Treatment for Different Infections

Most Candida infections respond well to antifungal medications, with the specific approach depending on the infection’s location and severity.

Mild oral thrush is typically treated with antifungal lozenges or tablets applied directly in the mouth for 7 to 14 days. Moderate to severe cases require an oral antifungal taken for the same duration. Vaginal yeast infections can often be cleared with over-the-counter antifungal creams or suppositories, or a single oral antifungal dose. Treatment with these medications resolves symptoms and clears the infection in 80% to 90% of patients who complete therapy.

Recurrent vaginal infections require a different strategy: an initial treatment course of 7 to 14 days followed by a weekly oral antifungal for six months to prevent relapse. During pregnancy, only topical antifungal creams applied for seven days are recommended, since oral antifungals have been linked to complications.

Invasive candidiasis requires intravenous antifungal therapy in a hospital setting, typically with a class of drugs called echinocandins as the first choice.

Growing Resistance to Antifungals

C. albicans has historically been one of the more treatable Candida species, but resistance is becoming a concern.

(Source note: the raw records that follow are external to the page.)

//! Shipping form validation.

use std::sync::LazyLock;

use regex::Regex;

use super::FieldErrors;
use crate::model::{ShippingDetails, ShippingForm, SHIPPING_FIELDS};

/// Accepted email grammar: dot-separated local atoms, `@`, and a dotted
/// domain of alphanumeric labels.
pub const EMAIL_PATTERN: &str = r"^[A-Za-z0-9_'+\-]+(?:\.[A-Za-z0-9_'+\-]+)*@[A-Za-z0-9](?:[A-Za-z0-9\-]*[A-Za-z0-9])?(?:\.[A-Za-z0-9](?:[A-Za-z0-9\-]*[A-Za-z0-9])?)*\.[A-Za-z]{2,}$";

static EMAIL_RE: LazyLock<Regex> =
    LazyLock::new(|| Regex::new(EMAIL_PATTERN).expect("email pattern compiles"));

/// Constraint check for one field; returns the error message on failure.
fn check_field(field: &str, value: &str) -> Option<&'static str> {
    let min_len = |min: usize, message: &'static str| (value.chars().count() < min).then_some(message);
    match field {
        "name" => min_len(2, "Name is required"),
        "email" => (!EMAIL_RE.is_match(value)).then_some("Invalid email address"),
        "address" => min_len(5, "Address is required"),
        "city" => min_len(2, "City is required"),
        "zip" => min_len(3, "Valid zip code is required"),
        "country" => min_len(2, "Country is required"),
        "phone" => min_len(10, "Valid phone number is required"),
        _ => None,
    }
}

/// Validate a raw shipping form.
///
/// Values are trimmed before checking. Unknown fields are dropped. Either every
/// field passes and a complete record is returned, or all failures are.
pub fn validate_shipping(form: &ShippingForm) -> Result<ShippingDetails, FieldErrors> {
    let mut errors = FieldErrors::new();
    for field in SHIPPING_FIELDS {
        if let Some(message) = check_field(field, form.get(field).trim()) {
            errors.add(field, message);
        }
    }

    if !errors.is_empty() {
        return Err(errors);
    }

    let value = |field: &str| form.get(field).trim().to_string();
    Ok(ShippingDetails {
        name: value("name"),
        email: value("email"),
        address: value("address"),
        city: value("city"),
        zip: value("zip"),
        country: value("country"),
        phone: value("phone"),
    })
}

#[cfg(test)]
mod tests {
    use super::*;
    use pretty_assertions::assert_eq;

    fn valid_form() -> ShippingForm {
        ShippingForm::new()
            .with("name", "Ada Lovelace")
            .with("email", "ada@example.com")
            .with("address", "12 Analytical Way")
            .with("city", "London")
            .with("zip", "N1 9GU")
            .with("country", "UK")
            .with("phone", "+44 20 7946 0000")
    }

    #[test]
    fn test_email_pattern_compiles() {
        assert!(Regex::new(EMAIL_PATTERN).is_ok());
    }

    #[test]
    fn test_valid_form() {
        let details = validate_shipping(&valid_form()).unwrap();
        assert_eq!(details.name, "Ada Lovelace");
        assert_eq!(details.country, "UK");
    }

    #[test]
    fn test_short_name_only_error() {
        let form = valid_form().with("name", "A");
        let errors = validate_shipping(&form).unwrap_err();
        assert_eq!(errors.fields(), vec!["name"]);
        assert_eq!(errors.get("name"), Some("Name is required"));
    }

    #[test]
    fn test_empty_form_reports_every_field() {
        let errors = validate_shipping(&ShippingForm::new()).unwrap_err();
        assert_eq!(
            errors.fields(),
            vec!["name", "email", "address", "city", "zip", "country", "phone"]
        );
    }

    #[test]
    fn test_values_trimmed() {
        let form = valid_form().with("city", "  Oslo  ").with("zip", " 0150 ");
        let details = validate_shipping(&form).unwrap();
        assert_eq!(details.city, "Oslo");
        assert_eq!(details.zip, "0150");

        let form = valid_form().with("name", " A ");
        assert_eq!(validate_shipping(&form).unwrap_err().fields(), vec!["name"]);
    }

    #[test]
    fn test_unknown_fields_dropped() {
        let form = valid_form().with("coupon", "PRINT10");
        assert!(validate_shipping(&form).is_ok());
    }

    #[test]
    fn test_email_grammar() {
        for ok in ["a@b.co", "first.last+tag@sub.example.org", "o'neil@example.ie"] {
            let form = valid_form().with("email", ok);
            assert!(validate_shipping(&form).is_ok(), "{ok}");
        }
        for bad in ["plain", "a@b", "@example.com", "a..b@example.com", ".a@example.com", "a@-x.com", "a b@example.com"] {
            let form = valid_form().with("email", bad);
            let errors = validate_shipping(&form).unwrap_err();
            assert_eq!(errors.fields(), vec!["email"], "{bad}");
        }
    }

    #[test]
    fn test_min_lengths_count_chars() {
        let form = valid_form().with("city", "Åå");
        assert!(validate_shipping(&form).is_ok());
    }
}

Overall, fewer than 5% of vaginal C. albicans isolates show resistance to fluconazole (the most commonly prescribed oral antifungal) under standard lab conditions. However, a 10-year study at a clinical referral center found resistance in 23% of isolates that were specifically sent for testing, likely because providers request testing when patients aren’t responding to treatment.

More troubling, the vaginal environment is naturally acidic, and when researchers tested resistance at the lower pH that actually exists in the vagina, resistance rates jumped to 52%. This suggests that standard lab testing, which is done at a neutral pH, may underestimate how well the fungus can resist treatment in real-world conditions. Resistance rates at the referral center also increased over time, rising from around 15% to 36% between 2014 and 2021 under standard testing conditions.

For infections that don’t respond to first-line treatment, alternative antifungal classes are available, but the trend underscores why completing a full course of antifungal therapy matters and why recurrent infections deserve a closer look rather than repeated rounds of the same medication.